LUZ, CÂMERA, CRÍTICA! — Por Manu Cárvalho

Um exercício de empatia. Um estudo sobre o custo da obediência
Um exercício de empatia. Um estudo sobre o custo da obediência (Foto: Reprodução / CineBuzz)

Em Tempo de Guerra (Warfare), lançado em 17 de abril de 2025, o cinema de guerra dá um passo para fora do campo do espetáculo e entra diretamente no território da alma. Dirigido por Ray Mendoza (ex-Navy SEAL) em parceria com o aclamado cineasta Alex Garland (Ex Machina, Aniquilação), o longa abandona qualquer resquício de glamour e aposta em um realismo angustiante. E mais do que isso: coloca o espectador dentro de um dia de combate como ele é — sujo, tenso, claustrofóbico, sem heróis, sem música épica, sem alívio.


Baseado em fatos reais, especificamente no que Mendoza viveu como combatente durante a Batalha de Ramadi, em 2006, o filme escancara a lógica de uma guerra sem lógica. É um soco no estômago. Um exercício de empatia. Um estudo sobre o custo da obediência.

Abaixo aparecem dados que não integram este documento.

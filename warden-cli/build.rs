fn main() {
    built::write_built_file().expect("Failed to acquire build-time information");
}
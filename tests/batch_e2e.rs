use std::io::Cursor;
use std::path::{Path, PathBuf};

use textover::{BatchConfig, TextoverError, run_batch};

fn scratch_dir(name: &str) -> PathBuf {
    let dir = PathBuf::from("target").join(name);
    let _ = std::fs::remove_dir_all(&dir);
    std::fs::create_dir_all(&dir).unwrap();
    dir
}

fn write_fixture_png(path: &Path, w: u32, h: u32, rgba: [u8; 4]) {
    let img = image::RgbaImage::from_pixel(w, h, image::Rgba(rgba));
    let mut buf = Vec::new();
    image::DynamicImage::ImageRgba8(img)
        .write_to(&mut Cursor::new(&mut buf), image::ImageFormat::Png)
        .unwrap();
    std::fs::write(path, buf).unwrap();
}

fn config_in(dir: &Path) -> BatchConfig {
    BatchConfig {
        content_file: dir.join("noidung.txt"),
        images_dir: dir.join("images"),
        output_dir: dir.join("output"),
        manifest_file: dir.join("path_images.txt"),
        fonts_dir: dir.join("fonts"),
        ..BatchConfig::default()
    }
}

#[test]
fn three_lines_two_images_produce_three_outputs() {
    let dir = scratch_dir("e2e_three_lines");
    let config = config_in(&dir);

    std::fs::write(&config.content_file, "first caption\nsecond caption\nthird caption\n")
        .unwrap();
    std::fs::create_dir_all(&config.images_dir).unwrap();
    write_fixture_png(&config.images_dir.join("a.png"), 320, 200, [40, 90, 160, 255]);
    write_fixture_png(&config.images_dir.join("b.png"), 400, 300, [200, 120, 40, 255]);

    let success_count = run_batch(&config).unwrap();
    assert_eq!(success_count, 3);

    let manifest = std::fs::read_to_string(&config.manifest_file).unwrap();
    let paths: Vec<&str> = manifest.lines().collect();
    assert_eq!(paths.len(), 3);
    for path in &paths {
        let path = Path::new(path);
        assert!(path.is_absolute(), "manifest path not absolute: {}", path.display());
        assert!(path.exists(), "manifest path missing on disk: {}", path.display());
        assert_eq!(path.extension().unwrap(), "png");
    }

    let outputs = std::fs::read_dir(&config.output_dir).unwrap().count();
    assert_eq!(outputs, 3);
}

#[test]
fn outputs_decode_with_source_dimensions() {
    let dir = scratch_dir("e2e_dimensions");
    let config = config_in(&dir);

    std::fs::write(&config.content_file, "dimension check\n").unwrap();
    std::fs::create_dir_all(&config.images_dir).unwrap();
    write_fixture_png(&config.images_dir.join("only.png"), 256, 128, [12, 34, 56, 255]);

    assert_eq!(run_batch(&config).unwrap(), 1);

    let manifest = std::fs::read_to_string(&config.manifest_file).unwrap();
    let out = image::open(manifest.lines().next().unwrap()).unwrap();
    assert_eq!((out.width(), out.height()), (256, 128));
}

#[test]
fn missing_content_file_is_fatal_and_leaves_manifest_alone() {
    let dir = scratch_dir("e2e_missing_content");
    let config = config_in(&dir);

    std::fs::write(&config.manifest_file, "stale entry\n").unwrap();

    let err = run_batch(&config).unwrap_err();
    assert!(matches!(err, TextoverError::MissingInput(_)));

    // The reset happens after the content-file check, so a fatal startup
    // error leaves the pre-existing manifest in place.
    let manifest = std::fs::read_to_string(&config.manifest_file).unwrap();
    assert_eq!(manifest, "stale entry\n");
    assert!(!config.output_dir.exists());
}

#[test]
fn empty_images_folder_still_resets_manifest() {
    let dir = scratch_dir("e2e_empty_images");
    let config = config_in(&dir);

    std::fs::write(&config.content_file, "one\ntwo\n").unwrap();
    std::fs::create_dir_all(&config.images_dir).unwrap();
    std::fs::write(&config.manifest_file, "stale entry\n").unwrap();

    // Image availability is only checked per line, so the run completes with
    // zero successes instead of aborting.
    let success_count = run_batch(&config).unwrap();
    assert_eq!(success_count, 0);

    // The manifest was reset at startup and never re-created.
    assert!(!config.manifest_file.exists());
    assert_eq!(std::fs::read_dir(&config.output_dir).unwrap().count(), 0);
}

#[test]
fn undecodable_images_skip_lines_but_run_completes() {
    let dir = scratch_dir("e2e_bad_image");
    let config = config_in(&dir);

    std::fs::write(&config.content_file, "caption\n").unwrap();
    std::fs::create_dir_all(&config.images_dir).unwrap();
    std::fs::write(&config.images_dir.join("broken.png"), b"not a png").unwrap();

    let success_count = run_batch(&config).unwrap();
    assert_eq!(success_count, 0);
    assert!(!config.manifest_file.exists());
}
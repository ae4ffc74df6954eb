#![forbid(unsafe_code)]

pub mod batch;
pub mod config;
pub mod error;
pub mod fit;
pub mod measure;
pub mod place;
pub mod render;
pub mod style;

pub use batch::run_batch;
pub use config::BatchConfig;
pub use error::{TextoverError, TextoverResult};
pub use fit::{FitLimits, fit_scale};
pub use measure::{ParleyMeasurer, TextExtent, TextMeasurer};
pub use place::select_position;
pub use style::{FontStack, PaletteColor, Rgb, Style};
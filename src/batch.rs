use std::fs;
use std::io::Write as _;
use std::path::{Path, PathBuf};

use anyhow::Context as _;
use rand::Rng;
use rand::seq::SliceRandom as _;
use sha2::Digest as _;
use tracing::{info, warn};

use crate::{
    config::BatchConfig,
    error::{TextoverError, TextoverResult},
    measure::ParleyMeasurer,
    render,
    style::FontStack,
};

/// Read the content file as trimmed, non-empty lines.
pub fn read_content_lines(path: &Path) -> TextoverResult<Vec<String>> {
    if !path.exists() {
        return Err(TextoverError::missing_input(format!(
            "content file '{}' does not exist",
            path.display()
        )));
    }
    let raw = fs::read_to_string(path)
        .with_context(|| format!("read content file '{}'", path.display()))?;
    Ok(raw
        .lines()
        .map(str::trim)
        .filter(|line| !line.is_empty())
        .map(str::to_string)
        .collect())
}

fn has_image_extension(path: &Path) -> bool {
    path.extension()
        .and_then(|ext| ext.to_str())
        .map(|ext| matches!(ext.to_ascii_lowercase().as_str(), "jpg" | "jpeg" | "png"))
        .unwrap_or(false)
}

/// Uniform-random background pick from the images folder.
pub fn pick_random_image(dir: &Path, rng: &mut impl Rng) -> TextoverResult<PathBuf> {
    if !dir.exists() {
        return Err(TextoverError::missing_input(format!(
            "images folder '{}' does not exist",
            dir.display()
        )));
    }

    let mut candidates = Vec::new();
    let entries =
        fs::read_dir(dir).with_context(|| format!("list images folder '{}'", dir.display()))?;
    for entry in entries {
        let entry =
            entry.with_context(|| format!("list images folder '{}'", dir.display()))?;
        let path = entry.path();
        if has_image_extension(&path) {
            candidates.push(path);
        }
    }
    candidates.sort();

    candidates.choose(rng).cloned().ok_or_else(|| {
        TextoverError::empty_image_dir(format!("no images in folder '{}'", dir.display()))
    })
}

/// Short random output name: 6 hex chars of the digest of a random
/// 16-character alphanumeric string, with a `.png` extension. Collisions
/// within a run are treated as negligible and not checked.
pub fn random_output_filename(rng: &mut impl Rng) -> String {
    const ALPHABET: &[u8] = b"abcdefghijklmnopqrstuvwxyz0123456789";
    let seed: String = (0..16)
        .map(|_| ALPHABET[rng.gen_range(0..ALPHABET.len())] as char)
        .collect();

    let digest = sha2::Sha256::digest(seed.as_bytes());
    let mut short_hash = String::with_capacity(6);
    for byte in digest.iter().take(3) {
        short_hash.push_str(&format!("{byte:02x}"));
    }
    format!("{short_hash}.png")
}

/// Append one absolute path to the manifest, opening and closing the file
/// within the call.
fn append_manifest(path: &Path, absolute: &Path) -> TextoverResult<()> {
    let mut file = fs::OpenOptions::new()
        .create(true)
        .append(true)
        .open(path)
        .with_context(|| format!("open manifest '{}'", path.display()))?;
    writeln!(file, "{}", absolute.display())
        .with_context(|| format!("append manifest '{}'", path.display()))?;
    Ok(())
}

/// Run the whole batch: one output image per content line.
///
/// A missing content file is fatal. Everything that goes wrong for a single
/// line (missing or empty images folder, undecodable background, exhausted
/// render retries) is logged and skipped. Returns the number of lines that
/// produced an output image and a manifest entry.
#[tracing::instrument(skip(config))]
pub fn run_batch(config: &BatchConfig) -> TextoverResult<usize> {
    let lines = read_content_lines(&config.content_file)?;
    info!(lines = lines.len(), "loaded content lines");

    fs::create_dir_all(&config.output_dir)
        .with_context(|| format!("create output dir '{}'", config.output_dir.display()))?;
    if config.manifest_file.exists() {
        fs::remove_file(&config.manifest_file)
            .with_context(|| format!("reset manifest '{}'", config.manifest_file.display()))?;
    }

    let mut measurer = ParleyMeasurer::new();
    let mut fonts = config.fonts.clone();
    if config.fonts_dir.is_dir() {
        let extra = measurer.register_fonts_dir(&config.fonts_dir)?;
        if !extra.is_empty() {
            info!(count = extra.len(), "registered extra font families");
            fonts.extend(extra);
        }
    }

    let mut rng = rand::thread_rng();
    let mut success_count = 0usize;
    for (idx, line) in lines.iter().enumerate() {
        let preview: String = line.chars().take(50).collect();
        info!(line = idx + 1, total = lines.len(), text = %preview, "processing");

        match process_line(line, &fonts, config, &mut measurer, &mut rng) {
            Ok(out_path) => {
                success_count += 1;
                info!(path = %out_path.display(), "wrote image");
            }
            Err(err) => warn!(line = idx + 1, error = %err, "skipping line"),
        }
    }

    Ok(success_count)
}

fn process_line(
    text: &str,
    fonts: &[FontStack],
    config: &BatchConfig,
    measurer: &mut ParleyMeasurer,
    rng: &mut impl Rng,
) -> TextoverResult<PathBuf> {
    let src = pick_random_image(&config.images_dir, rng)?;
    let out_path = config.output_dir.join(random_output_filename(rng));

    render::render_text_onto(&src, text, &out_path, fonts, config, measurer, rng)?;

    let absolute = std::path::absolute(&out_path)
        .with_context(|| format!("resolve absolute path '{}'", out_path.display()))?;
    append_manifest(&config.manifest_file, &absolute)?;
    Ok(absolute)
}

Sinopse: uma casa, uma missão, um inferno

A narrativa de Tempo de Guerra se passa em um período de 24 horas — tempo real, sem saltos, sem cortes estratégicos. Acompanhamos uma unidade de elite das forças armadas americanas que, em plena Ramadi, no Iraque, ocupa uma casa civil com o objetivo de monitorar os arredores. O que deveria ser uma missão de vigilância e controle rapidamente se transforma em um pesadelo urbano, quando insurgentes do Al-Qaeda iniciam uma ofensiva que os obriga a lutar pela própria sobrevivência.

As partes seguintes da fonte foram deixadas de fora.